• Picnic at Hanging Rock ( film de Peter Weir)

    Quel film splendide, réalisé par Peter Weir ("Le cercle des poètes disparus") en 1975 !

    Je n'ai pas envie de raconter l'intrigue avec mes pauvres mots, de toutes façons l'intrigue n'est pas l'essentiel, puisqu'elle ouvre sur le mystère, et qu'il n'y a pas d'explication à la fin, c'est d'ailleurs ce qui fait tout le charme étrange, envoûtant et un peu terrifiant du film... voir les liens suivants pour un résumé sommaire :

    http://fr.wikipedia.org/wiki/Pique-nique_%C3%A0_Hanging_Rock

    http://en.wikipedia.org/wiki/Picnic_at_Hanging_Rock (en anglais, plus complet, contenant notamment des liens intéressants à la fin, par exemple http://www.bookmice.net/darkchilde/rock/picnic.html  )

     

    http://www.devildead.com/indexfilm.php3?FilmID=858 , en français, avec une analyse "philosophique" du scénario, dont j'extrais ceci :

    "PIQUE-NIQUE A HANGING ROCK fonctionne comme un affrontement entre deux mondes : d'une part une grande-bourgeoisie coloniale d'origine britannique ; d'autre part, un pays, l'Australie, dominé par des forces liées à la nature et présentes depuis des millions d'années. Les "victimes" de Hanging Rock sont ainsi de jeunes gens raffinés, issus des plus hautes classes sociales anglaises. A deux reprises, l'influence de la mystérieuse roche nous est exposée : lorsque les trois jeunes filles s'y promènent avant de disparaître ; lorsque Michael l'explore seul. Ils sont d'abord pris sous une emprise hypnotique, les poussant à s'allonger et à s'endormir. A son réveil, Michael a les mains et le visage couverts de mystérieuses traces de coup, tandis que sa visite a provoqué la réapparition, non moins incompréhensible, d'Irma, une des disparues de la Saint-valentin, qui porte le même type de blessures.

    Par contre, les policiers et autres australiens d'extraction plus modestes (comme Albert, le serviteur de la famille Fitzhubert) semblent épargnés par cette influence destructrice. Il est possible, dès lors, que ces colons, implantés depuis plusieurs générations sur le continent et ayant créé un mode de vie mieux en harmonie avec lui, sont tolérés par le rocher. Mais, les visiteurs liés à la société britanniques, qui tentent, eux, de reconstituer à l'identique l'univers anglais et ses coutumes se condamnent à rester des étrangers dans ce pays, qui les rejette ou les broie. "

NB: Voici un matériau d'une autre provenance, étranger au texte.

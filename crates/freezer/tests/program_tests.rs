//! Round trips of programs, objects and functions

use freezer::entry::{Writer, MAGIC, TAG_AGAIN, TAG_INT, TAG_PROGRAM, TAG_STRING};
use freezer::*;
use pretty_assertions::assert_eq;

fn round_trip(value: &Value) -> Value {
    let bytes = encode_value(value, None).unwrap();
    decode_value(&bytes, None).unwrap()
}

fn program_of(value: Value) -> Program {
    match value {
        Value::Program(p) => p,
        other => panic!("expected a program, got {:?}", other),
    }
}

fn base() -> Program {
    let mut b = ProgramBuilder::new();
    b.define_variable("x", TypeExpr::int(), MemberFlags::PUBLIC).unwrap();
    b.define_function(
        "f",
        TypeExpr::function(vec![], TypeExpr::int()),
        MemberFlags::empty(),
        FunctionBody {
            offset: Some(0),
            ..Default::default()
        },
    )
    .unwrap();
    b.constant("answer", Value::Int(42), MemberFlags::PUBLIC).unwrap();
    b.define_variable("secret", TypeExpr::Float, MemberFlags::PRIVATE).unwrap();
    b.finish().unwrap()
}

fn assert_same_tables(a: &Program, b: &Program) {
    let (a, b) = (a.data(), b.data());
    assert_eq!(b.references, a.references);
    assert_eq!(b.variables, a.variables);
    assert_eq!(b.functions, a.functions);
    assert_eq!(b.constants, a.constants);
    assert_eq!(b.storage, a.storage);
    assert_eq!(b.inherits.len(), a.inherits.len());
    for (x, y) in a.inherits.iter().zip(b.inherits.iter()) {
        assert_eq!(y.name, x.name);
        assert_eq!(y.ref_offset, x.ref_offset);
        assert_eq!(y.level, x.level);
        assert_eq!(y.flags, x.flags);
        assert_eq!(y.storage_offset, x.storage_offset);
    }
}

// ═══════════════════════════════════════════════════════════════════════
// Programs
// ═══════════════════════════════════════════════════════════════════════

#[test]
fn test_program_with_inherit() {
    let a = base();
    let mut b = ProgramBuilder::new();
    b.inherit(&a, None, Some("base"), MemberFlags::PROTECTED).unwrap();
    b.define_variable("y", TypeExpr::String, MemberFlags::empty()).unwrap();
    let b = b.finish().unwrap();

    let back = program_of(round_trip(&Value::Program(b.clone())));
    assert!(back.is_finished());
    assert_same_tables(&b, &back);
    assert_eq!(back.find_member("y"), Some(4));
    assert_eq!(back.constant("answer"), Some(Value::Int(42)));
    assert!(back.inherit_program(1).unwrap().is_finished());
    assert!(!back.inherit_program(1).unwrap().ptr_eq(&a));
}

#[test]
fn test_nested_and_repeated_inherits() {
    let a = base();
    let mut b = ProgramBuilder::new();
    b.inherit(&a, None, Some("a"), MemberFlags::empty()).unwrap();
    b.define_variable("y", TypeExpr::int(), MemberFlags::empty()).unwrap();
    let b = b.finish().unwrap();

    let mut c = ProgramBuilder::new();
    c.inherit(&b, None, Some("b"), MemberFlags::empty()).unwrap();
    c.inherit(&a, None, Some("again"), MemberFlags::empty()).unwrap();
    let c = c.finish().unwrap();

    let back = program_of(round_trip(&Value::Program(c.clone())));
    assert_same_tables(&c, &back);
    assert_eq!(back.num_inherits(), 4);
    // Both paths to the base program decode to one program.
    assert!(back
        .inherit_program(2)
        .unwrap()
        .ptr_eq(&back.inherit_program(3).unwrap()));
}

#[test]
fn test_override_after_inherit() {
    let a = base();
    let mut b = ProgramBuilder::new();
    b.inherit(&a, None, None, MemberFlags::empty()).unwrap();
    b.define_function(
        "f",
        TypeExpr::function(vec![], TypeExpr::int()),
        MemberFlags::empty(),
        FunctionBody {
            offset: Some(8),
            ..Default::default()
        },
    )
    .unwrap();
    let b = b.finish().unwrap();

    let back = program_of(round_trip(&Value::Program(b.clone())));
    assert_same_tables(&b, &back);
    let f = back.resolve(back.find_member("f").unwrap()).unwrap();
    assert!(f.program.ptr_eq(&back));
}

#[test]
fn test_override_before_inherit() {
    let a = base();
    let mut b = ProgramBuilder::new();
    b.define_variable("x", TypeExpr::String, MemberFlags::empty()).unwrap();
    b.inherit(&a, None, None, MemberFlags::empty()).unwrap();
    let b = b.finish().unwrap();

    let back = program_of(round_trip(&Value::Program(b.clone())));
    assert_same_tables(&b, &back);
    assert_eq!(back.find_member("x"), Some(0));
}

#[test]
fn test_alias_reference_is_written_raw() {
    let a = base();
    let mut b = ProgramBuilder::new();
    b.inherit(&a, None, None, MemberFlags::empty()).unwrap();
    b.alias_inherited(1, "answer", MemberFlags::LOCAL).unwrap();
    let b = b.finish().unwrap();

    let (bytes, listing) = Encoder::new()
        .encode_listing(&Value::Program(b.clone()), None)
        .unwrap();
    assert!(listing.texts().contains(&".ident raw, 4"));
    let back = program_of(decode_value(&bytes, None).unwrap());
    assert_same_tables(&b, &back);
}

#[test]
fn test_self_referential_constant() {
    let mut b = ProgramBuilder::new();
    let this = b.program().clone();
    b.constant("self", Value::Program(this), MemberFlags::empty()).unwrap();
    let p = b.finish().unwrap();

    let back = program_of(round_trip(&Value::Program(p)));
    let constant = back.constant("self").unwrap();
    assert!(constant.same_identity(&Value::Program(back.clone())));
}

#[test]
fn test_variable_typed_with_its_own_program() {
    let mut b = ProgramBuilder::new();
    let ty = TypeExpr::object_of(b.program());
    b.define_variable("next", ty, MemberFlags::empty()).unwrap();
    let p = b.finish().unwrap();

    let back = program_of(round_trip(&Value::Program(p)));
    assert_eq!(back.data().variables[0].ty, TypeExpr::object_of(&back));
}

#[test]
fn test_program_inside_a_container_is_delayed() {
    let p = base();
    let value = Value::array(vec![Value::Program(p.clone()), Value::Program(p)]);
    let (bytes, listing) = Encoder::new().encode_listing(&value, None).unwrap();
    let texts = listing.texts();
    assert_eq!(&texts[..3], &[".entry array, 2", ".entry program, 5", ".tag again, -3"]);
    assert!(texts.contains(&".tag delayed, -3"));

    let back = decode_value(&bytes, None).unwrap();
    let items = back.as_array().unwrap().borrow().clone();
    assert!(items[0].same_identity(&items[1]));
    let program = items[0].as_program().unwrap();
    assert!(program.is_finished());
    assert_eq!(program.constant("answer"), Some(Value::Int(42)));
}

#[test]
fn test_type_pointing_at_a_program() {
    let p = base();
    let value = Value::array(vec![Value::Type(TypeExpr::object_of(&p))]);
    let back = round_trip(&value);
    let ty = back.as_array().unwrap().borrow()[0].clone();
    match ty.as_type() {
        Some(TypeExpr::Object {
            exact: false,
            program: Some(q),
        }) => {
            assert!(q.is_finished());
            assert_eq!(q.find_member("x"), Some(0));
        }
        other => panic!("unexpected {:?}", other),
    }
}

#[test]
fn test_program_flags_survive() {
    let mut b = ProgramBuilder::new();
    b.set_flags(ProgramFlags::CONSTANT | ProgramFlags::USES_PARENT);
    let p = b.finish().unwrap();
    let back = program_of(round_trip(&Value::Program(p)));
    assert!(back.flags().contains(ProgramFlags::CONSTANT | ProgramFlags::USES_PARENT));
}

#[test]
fn test_native_program_needs_a_name() {
    let mut b = ProgramBuilder::new();
    b.set_flags(ProgramFlags::HAS_C_METHODS);
    let p = b.finish().unwrap();
    assert!(matches!(
        encode_value(&Value::Program(p), None),
        Err(FreezerError::Codec(_))
    ));
}

#[test]
fn test_inheriting_itself_is_rejected() {
    let mut b = ProgramBuilder::new();
    let this = b.program().clone();
    assert!(matches!(
        b.inherit(&this, None, None, MemberFlags::empty()),
        Err(FreezerError::Graph(_))
    ));

    // A program body whose only inherit is a back-reference to itself.
    let version = format!("freezer {}", VERSION);
    let mut w = Writer::new();
    w.write_bytes(MAGIC);
    w.write_entry(TAG_PROGRAM, 4).unwrap();
    w.write_number(1234).unwrap();
    w.write_number(0).unwrap();
    w.write_entry(TAG_STRING, version.len() as i64).unwrap();
    w.write_bytes(version.as_bytes());
    for count in [0, 0, 0, 0, 2, 0, 0, 0, 0, 0, -1] {
        w.write_number(count).unwrap();
    }
    w.write_number(3).unwrap();
    w.write_number(0).unwrap();
    w.write_entry(TAG_INT, 0).unwrap();
    w.write_entry(TAG_AGAIN, -4).unwrap();
    w.write_entry(TAG_INT, 0).unwrap();
    w.write_number(0).unwrap();
    w.write_number(0).unwrap();
    w.write_number(-1).unwrap();

    assert!(matches!(
        decode_value(w.as_slice(), None),
        Err(FreezerError::Graph(_))
    ));
}

// ═══════════════════════════════════════════════════════════════════════
// Objects
// ═══════════════════════════════════════════════════════════════════════

#[test]
fn test_live_object() {
    let mut b = ProgramBuilder::new();
    b.define_variable("x", TypeExpr::int(), MemberFlags::PUBLIC).unwrap();
    b.define_variable("name", TypeExpr::String, MemberFlags::PUBLIC).unwrap();
    let p = b.finish().unwrap();
    let o = Object::instantiate(&p).unwrap();
    o.set("x", Value::Int(3)).unwrap();
    o.set("name", Value::string("three")).unwrap();

    let value = Value::array(vec![Value::Object(o.clone()), Value::Object(o)]);
    let back = round_trip(&value);
    let items = back.as_array().unwrap().borrow().clone();
    assert!(items[0].same_identity(&items[1]));
    let object = items[0].as_object().unwrap();
    assert_eq!(object.state(), ObjectState::Live);
    assert_eq!(object.get("x"), Some(Value::Int(3)));
    assert_eq!(object.get("name"), Some(Value::string("three")));
}

#[test]
fn test_object_of_derived_program() {
    let a = base();
    let mut b = ProgramBuilder::new();
    b.inherit(&a, None, None, MemberFlags::empty()).unwrap();
    b.define_variable("y", TypeExpr::Float, MemberFlags::empty()).unwrap();
    let p = b.finish().unwrap();
    let o = Object::instantiate(&p).unwrap();
    o.set("x", Value::Int(11)).unwrap();
    o.set("y", Value::Float(0.5)).unwrap();

    let back = round_trip(&Value::Object(o));
    let object = back.as_object().unwrap();
    assert_eq!(object.get("x"), Some(Value::Int(11)));
    assert_eq!(object.get("y"), Some(Value::Float(0.5)));
    assert_eq!(object.get("answer"), Some(Value::Int(42)));
}

#[test]
fn test_object_referring_to_itself() {
    let mut b = ProgramBuilder::new();
    b.define_variable("me", TypeExpr::Mixed, MemberFlags::empty()).unwrap();
    let p = b.finish().unwrap();
    let o = Object::instantiate(&p).unwrap();
    o.set("me", Value::Object(o.clone())).unwrap();

    let back = round_trip(&Value::Object(o));
    let object = back.as_object().unwrap();
    assert!(object.get("me").unwrap().same_identity(&back));
}

#[test]
fn test_destructed_object_becomes_zero() {
    let p = base();
    let o = Object::instantiate(&p).unwrap();
    o.destruct();
    let back = round_trip(&Value::array(vec![Value::Object(o)]));
    assert_eq!(back, Value::array(vec![Value::Int(0)]));
}

// ═══════════════════════════════════════════════════════════════════════
// Functions
// ═══════════════════════════════════════════════════════════════════════

#[test]
fn test_bound_member_function() {
    let p = base();
    let o = Object::instantiate(&p).unwrap();
    o.set("x", Value::Int(9)).unwrap();
    let f = o.get("f").unwrap();

    let back = round_trip(&f);
    let function = back.as_function().unwrap();
    assert_eq!(function.name(), Some(StringValue::from("f")));
    assert_eq!(function.object().unwrap().get("x"), Some(Value::Int(9)));
}

#[test]
fn test_overloaded_function_is_rejected() {
    let a = base();
    let mut b = ProgramBuilder::new();
    b.inherit(&a, None, None, MemberFlags::empty()).unwrap();
    let alias = b.alias_inherited(1, "f", MemberFlags::LOCAL).unwrap();
    let p = b.finish().unwrap();
    let o = Object::instantiate(&p).unwrap();

    let f = Value::Function(FunctionRef::member(o, alias));
    assert!(matches!(encode_value(&f, None), Err(FreezerError::Codec(_))));
}

#[test]
fn test_builtin_needs_a_name() {
    let f = Value::Function(FunctionRef::builtin("write"));
    assert!(matches!(encode_value(&f, None), Err(FreezerError::Codec(_))));
}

    Avant de faire brièvement ma propre analyse, je souligne que pour autant que ma mémoire est fidèle, et contrairement à ce que dit le premier lien wikipedia, en français, l'ensemble de rochers où disparaissent les jeunes filles n'est pas un ancien lieu de culte aborigène...

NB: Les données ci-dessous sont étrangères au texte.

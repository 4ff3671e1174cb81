//! Value representation for the serialized runtime

mod callable;
mod compound;
mod display;
mod hashable;
mod impls;
mod refs;
mod string;
mod types;

pub use callable::{Builtin, FunctionRef};
pub use compound::{Object, ObjectState};
pub use hashable::HashableValue;
pub use impls::compare_basic;
pub use refs::Identity;
pub use string::StringValue;
pub use types::TypeExpr;

pub(crate) use types::{
    T_AND, T_ARRAY, T_FLOAT, T_FUNCTION, T_INT, T_MANY, T_MAPPING, T_MIXED, T_MULTISET, T_NAME,
    T_NOT, T_OBJECT, T_OR, T_PROGRAM, T_STRING, T_TYPE, T_UNKNOWN, T_VOID, T_ZERO,
};

use std::cell::RefCell;
use std::rc::Rc;

use indexmap::IndexMap;

use crate::program::Program;

/// Shared, mutable array storage.
pub type ArrayRef = Rc<RefCell<Vec<Value>>>;

/// Shared, mutable mapping storage.
pub type MappingRef = Rc<RefCell<IndexMap<HashableValue, Value>>>;

/// Shared, mutable multiset storage.
pub type MultisetRef = Rc<RefCell<Vec<Value>>>;

/// Runtime value.
///
/// Values are organized into three tiers:
/// - Basic values compared by content (ints, floats, strings, types)
/// - Containers shared by reference, so graphs may be cyclic
/// - Code: programs, their instances and functions
#[derive(Clone)]
pub enum Value {
    // ═══════════════════════════════════════════════════════════════════
    // Basic Values
    // ═══════════════════════════════════════════════════════════════════
    /// Signed integer
    Int(i64),

    /// Double-precision float.
    ///
    /// Encoding keeps 32 significant bits of the mantissa, rounded to
    /// nearest, so a float with more precision decodes to a nearby value
    /// rather than the same one. Zeros, infinities and NaN are exact.
    Float(f64),

    /// Character string
    String(StringValue),

    /// Type expression
    Type(TypeExpr),

    // ═══════════════════════════════════════════════════════════════════
    // Containers
    // ═══════════════════════════════════════════════════════════════════
    /// Ordered sequence
    Array(ArrayRef),

    /// Key/value table
    Mapping(MappingRef),

    /// Bag of values, duplicates allowed
    Multiset(MultisetRef),

    // ═══════════════════════════════════════════════════════════════════
    // Code
    // ═══════════════════════════════════════════════════════════════════
    /// Instance of a program
    Object(Object),

    /// Bound member function or builtin
    Function(FunctionRef),

    /// Compiled program
    Program(Program),
}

    Le scénario n'est pas tiré d'une histoire réelle, mais d'une nouvelle de Joan Lindsay, qui au départ avait écrit un chapitre final donnant une "explication" des faits. Mais elle l'a abandonné, sur les conseils de son éditeur, et ce fut une heureuse initiative, car ce chapitre "explicatif" se situe sur le plan de la science-fiction la plus "matérialiste" (les "trous de vers" et autres "time warps"), bonne pour les neuneus qui adorent ce genre de bêtises, il est résumé ici :

    http://en.wikipedia.org/wiki/The_Secret_of_Hanging_Rock

    mais laissons là ces nunucheries et revenons à l'analyse dont j'ai recopié l'extrait quelques lignes au dessus. Ce qui est dit est "vrai" (factuellement) mais il n'y a qu'un seul inconvénient : cela noie le "sens" réel du film dans une bouillie là encore "matérialiste" (la Nature primordiale contre les civilisés, etc...).

    D'accord, il y a des vérités là dedans, encore une fois... mais la formulation naïve employée (comme par exemple : "le rocher tolère les australiens parce qu'ils ont développé un mode de vie mieux en harmonie avec le continent australien") est assez risible... surtout quand on connait les conséquences de ce "mode de vie" des colons australiens sur la vie des  aborigènes, par exemple !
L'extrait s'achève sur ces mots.